Estes elementos adicionais, embora fascinantes, não fornecem respostas definitivas sobre o destino da família Lima. Eles apenas adicionam novas camadas de mistério a um caso já repleto de perguntas sem resposta. O que sabemos, com razoável certeza, é que em algum momento entre 1902 e 1908, a Casa dos Lima foi completamente abandonada, selando seu horror. Os registros bancários confirmam que até 1908 os impostos da propriedade continuaram sendo pagos regularmente. Após essa data, os pagamentos cessaram, levando eventualmente ao leilão da propriedade em 1922.

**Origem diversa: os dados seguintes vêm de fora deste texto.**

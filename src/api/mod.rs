//! REST API for the emulated datastore
//!
//! Serves the device's HTTP interface: `GET` reads (long-polling when the
//! client presents its current tag in `If-None-Match`) and `PATCH` writes under
//! `/datastore/<path>`. Default port: 8888

mod clients;

pub use clients::ClientRegistry;

use crate::datastore::{ClientId, FlatView, HierarchicalStore, PollCoordinator, PollOutcome, StoreError};
use anyhow::{Context, Result};
use axum::{
    body::Bytes,
    extract::{Path, Query, State},
    http::{header, HeaderMap, Method, StatusCode},
    response::{IntoResponse, Response},
    routing::get,
    Json, Router,
};
use serde::{Deserialize, Serialize};
use std::net::SocketAddr;
use std::sync::Arc;
use tower_http::cors::{Any, CorsLayer};
use tracing::{debug, info, warn};

/// Default API port
pub const DEFAULT_API_PORT: u16 = 8888;

/// Version string reported by `/apiversion`
pub const API_VERSION: &str = "0.0.0";

/// Shared state for API handlers
pub struct ApiState {
    /// Datastore written by PATCH requests
    pub store: Arc<HierarchicalStore>,
    /// Long-poll coordinator answering GET requests
    pub poller: Arc<PollCoordinator>,
    /// Clients seen so far
    pub clients: ClientRegistry,
}

impl ApiState {
    pub fn new(poller: Arc<PollCoordinator>) -> Self {
        Self {
            store: poller.store().clone(),
            poller,
            clients: ClientRegistry::new(),
        }
    }
}

/// Query arguments accepted on datastore routes
#[derive(Debug, Default, Deserialize)]
pub struct DatastoreQuery {
    /// Client identifier, `-1` for anonymous
    pub client: Option<i64>,
    /// JSON object of values to write (PATCH)
    pub json: Option<String>,
}

/// API error response
#[derive(Debug, Serialize)]
pub struct ApiError {
    error: String,
}

impl ApiError {
    fn new(message: impl Into<String>) -> Self {
        Self {
            error: message.into(),
        }
    }
}

impl From<StoreError> for ApiError {
    fn from(error: StoreError) -> Self {
        Self::new(error.to_string())
    }
}

impl IntoResponse for ApiError {
    fn into_response(self) -> Response {
        (StatusCode::BAD_REQUEST, Json(self)).into_response()
    }
}

/// Build the API router
pub fn build_router(state: Arc<ApiState>) -> Router {
    Router::new()
        .route(
            "/datastore",
            get(get_root).patch(patch_root).options(preflight),
        )
        // The catch-all below does not match an empty remainder
        .route(
            "/datastore/",
            get(get_root).patch(patch_root).options(preflight),
        )
        .route(
            "/datastore/*path",
            get(get_path).patch(patch_path).options(preflight),
        )
        .route("/apiversion", get(api_version))
        .route("/api/health", get(health_check))
        .layer(cors_layer())
        .with_state(state)
}

/// CORS policy for browser-based clients
fn cors_layer() -> CorsLayer {
    CorsLayer::new()
        .allow_origin(Any)
        .allow_headers([header::IF_NONE_MATCH])
        .allow_methods([Method::POST, Method::PATCH, Method::GET, Method::OPTIONS])
        .expose_headers([header::ETAG])
}

/// GET /datastore - Read (or long-poll) the whole datastore
async fn get_root(
    State(state): State<Arc<ApiState>>,
    Query(query): Query<DatastoreQuery>,
    headers: HeaderMap,
) -> Response {
    read_datastore(&state, "", &query, &headers).await
}

/// GET /datastore/*path - Read (or long-poll) a subtree or single value
async fn get_path(
    State(state): State<Arc<ApiState>>,
    Path(path): Path<String>,
    Query(query): Query<DatastoreQuery>,
    headers: HeaderMap,
) -> Response {
    read_datastore(&state, &path, &query, &headers).await
}

/// PATCH /datastore - Write values relative to the root
async fn patch_root(
    State(state): State<Arc<ApiState>>,
    Query(query): Query<DatastoreQuery>,
    headers: HeaderMap,
    body: Bytes,
) -> Result<Response, ApiError> {
    write_datastore(&state, "", query, &headers, &body)
}

/// PATCH /datastore/*path - Write values under a base path
async fn patch_path(
    State(state): State<Arc<ApiState>>,
    Path(path): Path<String>,
    Query(query): Query<DatastoreQuery>,
    headers: HeaderMap,
    body: Bytes,
) -> Result<Response, ApiError> {
    write_datastore(&state, &path, query, &headers, &body)
}

async fn read_datastore(
    state: &ApiState,
    path: &str,
    query: &DatastoreQuery,
    headers: &HeaderMap,
) -> Response {
    let client = state.clients.identify(query.client);
    let caller_tag = headers
        .get(header::IF_NONE_MATCH)
        .and_then(|value| value.to_str().ok())
        .and_then(parse_etag);

    match state.poller.poll(path, caller_tag, client).await {
        PollOutcome::Fresh { tag, body } => {
            debug!("Serving {} values at '{}' (tag {})", body.len(), path, tag);
            ([(header::ETAG, tag.to_string())], Json(body)).into_response()
        }
        PollOutcome::NotModified { tag } => {
            (StatusCode::NOT_MODIFIED, [(header::ETAG, tag.to_string())]).into_response()
        }
    }
}

fn write_datastore(
    state: &ApiState,
    path: &str,
    query: DatastoreQuery,
    headers: &HeaderMap,
    body: &[u8],
) -> Result<Response, ApiError> {
    let client = state.clients.identify(query.client);
    let payload = write_payload(query.json, headers, body)?;

    let values: FlatView = serde_json::from_str(&payload).map_err(|e| {
        warn!("{:?}: Rejected datastore payload at '{}': {}", client, path, e);
        ApiError::new(format!("Invalid datastore payload: {}", e))
    })?;

    let tag = store_write(&state.store, path, &values, client)?;
    Ok((StatusCode::OK, [(header::ETAG, tag.to_string())]).into_response())
}

fn store_write(
    store: &HierarchicalStore,
    path: &str,
    values: &FlatView,
    client: Option<ClientId>,
) -> Result<u64, ApiError> {
    store.write(path, values, client).map_err(|e| {
        warn!("{:?}: Rejected datastore write at '{}': {}", client, path, e);
        ApiError::from(e)
    })
}

/// Locate the JSON payload of a write.
///
/// Clients send it as a `json` argument, either in the query string or in a
/// form-encoded body. A raw JSON body is accepted as well.
fn write_payload(
    query_json: Option<String>,
    headers: &HeaderMap,
    body: &[u8],
) -> Result<String, ApiError> {
    if let Some(json) = query_json {
        return Ok(json);
    }

    let is_form = headers
        .get(header::CONTENT_TYPE)
        .and_then(|value| value.to_str().ok())
        .is_some_and(|ct| ct.starts_with("application/x-www-form-urlencoded"));

    if is_form {
        return url::form_urlencoded::parse(body)
            .find(|(key, _)| key == "json")
            .map(|(_, value)| value.into_owned())
            .ok_or_else(|| ApiError::new("Missing 'json' argument"));
    }

    if body.is_empty() {
        return Err(ApiError::new("Missing 'json' argument"));
    }

    String::from_utf8(body.to_vec()).map_err(|_| ApiError::new("Request body is not valid UTF-8"))
}

/// Parse an `If-None-Match` value into a tag. Negative or malformed tags are ignored.
fn parse_etag(value: &str) -> Option<u64> {
    let value = value.trim();
    let value = value.strip_prefix("W/").unwrap_or(value).trim_matches('"');
    value
        .parse::<i64>()
        .ok()
        .and_then(|tag| u64::try_from(tag).ok())
}

/// OPTIONS - CORS headers only
async fn preflight() -> StatusCode {
    StatusCode::OK
}

/// GET /apiversion - Datastore API version
async fn api_version() -> &'static str {
    API_VERSION
}

/// GET /api/health - Health check endpoint
async fn health_check() -> &'static str {
    "ok"
}

/// Start the API server, stopping when `shutdown` resolves
pub async fn start_server(
    state: Arc<ApiState>,
    addr: SocketAddr,
    shutdown: impl std::future::Future<Output = ()> + Send + 'static,
) -> Result<()> {
    let router = build_router(state);

    let listener = tokio::net::TcpListener::bind(addr)
        .await
        .with_context(|| format!("Failed to bind datastore server on {}", addr))?;

    info!("Server listening at http://{}", addr);
    info!("Datastore located at http://{}/datastore", addr);

    axum::serve(listener, router)
        .with_graceful_shutdown(shutdown)
        .await
        .context("Datastore server error")?;

    Ok(())
}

O que aconteceu com Helena Lima e seus quatro filhos permanece um mistério frio e denso. A teoria de que eles deixaram o Brasil com identidades falsas, possivelmente viajando para a Argentina, é sustentada pelos registros de compra de passagens, mas nenhuma evidência concreta de sua vida após a partida foi jamais encontrada.

Mais convincente, talvez, é um registro encontrado nos arquivos de um hospital psiquiátrico em Buenos Aires, datado de 1919. O documento menciona um paciente brasileiro identificado apenas como “Augusto”, que foi internado após um aparente colapso nervoso. Nas anotações do médico responsável, a menção a delírios recorrentes sobre um porão com compartimentos e obsessão com a ideia de que sua família está presa dentro de espelhos. O paciente permaneceu internado por aproximadamente seis meses antes de receber alta sob os cuidados de uma irmã não identificada. Não há registros posteriores sobre seu paradeiro. A conexão com o caso dos Lima é tênue, mas a específica menção ao porão com compartimentos e a referência a espelhos, lembrando o espelho riscado encontrado no cômodo secreto, são coincidências notáveis demais para serem ignoradas.

No parque municipal que hoje ocupa o terreno, visitantes relatam desconforto na área do antigo porão. Pode ser sugestão, mas chama a atenção que até quem desconhece a história menciona a sensação de estar sendo observado próximo ao ponto do espelho riscado. Em 2005, escavações leves encontraram um broche de prata com as iniciais H. L. e um bilhete, dobrado e amarelado: “Perdão, não é esquecimento.” A peça está no Museu de Ouro Preto. Em 2018, a digitalização de arquivos da Santa Casa de Misericórdia de São Paulo revelou um prontuário de 1932 para “Helena A”, com delírios sobre um porão em Minas e a frase: “Eles estão seguros agora, todos os cinco.” A coincidência é notável, mas inconclusiva.

No fim, persiste o motivo dos cinco: anéis, frascos com material orgânico, estatuetas e a frase entalhada: cinco entram, cinco saem. O que permanece é apenas o eco. Qual o horror que se esconde na sombra do número cinco? E você, qual teoria explica os cinco? E o que realmente aconteceu com a viúva e seus filhos, trancados com brutalidade pelo silêncio da História?